Exercise aim: Please output exactly the lines of the material from the first through the line containing "impl AlertSink for LogSink", and nothing more.

★ ★ ★ ★

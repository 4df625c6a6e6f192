//! Alert notifier.
//!
//! One delivery attempt per event, no retry. Every event is logged and kept in
//! a bounded in-memory history whether or not the sink took it. Delivery runs
//! on its own task; callers never wait on the sink.

use async_trait::async_trait;
use parking_lot::Mutex;
use reqwest::Client;
use serde_json::json;
use std::collections::VecDeque;
use std::sync::Arc;
use std::time::Duration;

use bridgewatch_types::{AlertEvent, Severity};

use crate::error::{AppError, AppResult};

#[async_trait]
pub trait AlertSink: Send + Sync {
    async fn deliver(&self, event: &AlertEvent) -> AppResult<()>;
}

/// Posts `{severity, message, timestamp}` to a webhook.
pub struct WebhookSink {
    client: Client,
    url: String,
}

impl WebhookSink {
    pub fn new(url: impl Into<String>, timeout: Duration) -> AppResult<Self> {
        let client = Client::builder().timeout(timeout).build()?;
        Ok(Self { client, url: url.into() })
    }
}

#[async_trait]
impl AlertSink for WebhookSink {
    async fn deliver(&self, event: &AlertEvent) -> AppResult<()> {
        let payload = json!({
            "severity": event.severity,
            "message": event.message,
            "timestamp": event.emitted_at,
        });
        let resp = self.client.post(&self.url).json(&payload).send().await?;
        if !resp.status().is_success() {
            return Err(AppError::AlertDelivery(format!(
                "webhook returned HTTP {}",
                resp.status().as_u16()
            )));
        }
        Ok(())
    }
}

/// Sink used when no webhook is configured; the log line is the delivery.
pub struct LogSink;

#[async_trait]
impl AlertSink for LogSink {
    async fn deliver(&self, _event: &AlertEvent) -> AppResult<()> {
        Ok(())
    }
}

pub struct AlertNotifier {
    sink: Arc<dyn AlertSink>,
    history: Arc<Mutex<VecDeque<AlertEvent>>>,
    capacity: usize,
}

impl AlertNotifier {
    pub fn new(sink: Arc<dyn AlertSink>, capacity: usize) -> Self {
        let capacity = capacity.max(1);
        Self { sink, history: Arc::new(Mutex::new(VecDeque::with_capacity(capacity))), capacity }
    }

    /// Log and record the event, then hand it to the sink in the background.
    ///
    /// The returned copy is undelivered; `recent` reflects the delivery once
    /// the sink has answered. Must be called from within a tokio runtime.
    pub fn notify(&self, event: AlertEvent) -> AlertEvent {
        match event.severity {
            Severity::Info => tracing::info!("[Alert] {}", event.message),
            Severity::Warning => tracing::warn!("[Alert] {}", event.message),
            Severity::Critical => tracing::error!("[Alert] {}", event.message),
        }

        {
            let mut history = self.history.lock();
            if history.len() >= self.capacity {
                history.pop_front();
            }
            history.push_back(event.clone());
        }

        let sink = Arc::clone(&self.sink);
        let history = Arc::clone(&self.history);
        let pending = event.clone();
        tokio::spawn(async move {
            match sink.deliver(&pending).await {
                Ok(()) => {
                    if let Some(stored) = history.lock().iter_mut().find(|e| e.id == pending.id) {
                        stored.delivered = true;
                    }
                },
                Err(e) => tracing::warn!("[Alert] Delivery failed for {}: {}", pending.id, e),
            }
        });

        event
    }

    /// Most recent alerts, newest first.
    pub fn recent(&self, limit: usize) -> Vec<AlertEvent> {
        self.history.lock().iter().rev().take(limit).cloned().collect()
    }
}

★ ★ ★ ★

Expected answer:
repository 4df625c6a6e6f192
//! Alert notifier.
//!
//! One delivery attempt per event, no retry. Every event is logged and kept in
//! a bounded in-memory history whether or not the sink took it. Delivery runs
//! on its own task; callers never wait on the sink.

use async_trait::async_trait;
use parking_lot::Mutex;
use reqwest::Client;
use serde_json::json;
use std::collections::VecDeque;
use std::sync::Arc;
use std::time::Duration;

use bridgewatch_types::{AlertEvent, Severity};

use crate::error::{AppError, AppResult};

#[async_trait]
pub trait AlertSink: Send + Sync {
    async fn deliver(&self, event: &AlertEvent) -> AppResult<()>;
}

/// Posts `{severity, message, timestamp}` to a webhook.
pub struct WebhookSink {
    client: Client,
    url: String,
}

impl WebhookSink {
    pub fn new(url: impl Into<String>, timeout: Duration) -> AppResult<Self> {
        let client = Client::builder().timeout(timeout).build()?;
        Ok(Self { client, url: url.into() })
    }
}

#[async_trait]
impl AlertSink for WebhookSink {
    async fn deliver(&self, event: &AlertEvent) -> AppResult<()> {
        let payload = json!({
            "severity": event.severity,
            "message": event.message,
            "timestamp": event.emitted_at,
        });
        let resp = self.client.post(&self.url).json(&payload).send().await?;
        if !resp.status().is_success() {
            return Err(AppError::AlertDelivery(format!(
                "webhook returned HTTP {}",
                resp.status().as_u16()
            )));
        }
        Ok(())
    }
}

/// Sink used when no webhook is configured; the log line is the delivery.
pub struct LogSink;

#[async_trait]
impl AlertSink for LogSink {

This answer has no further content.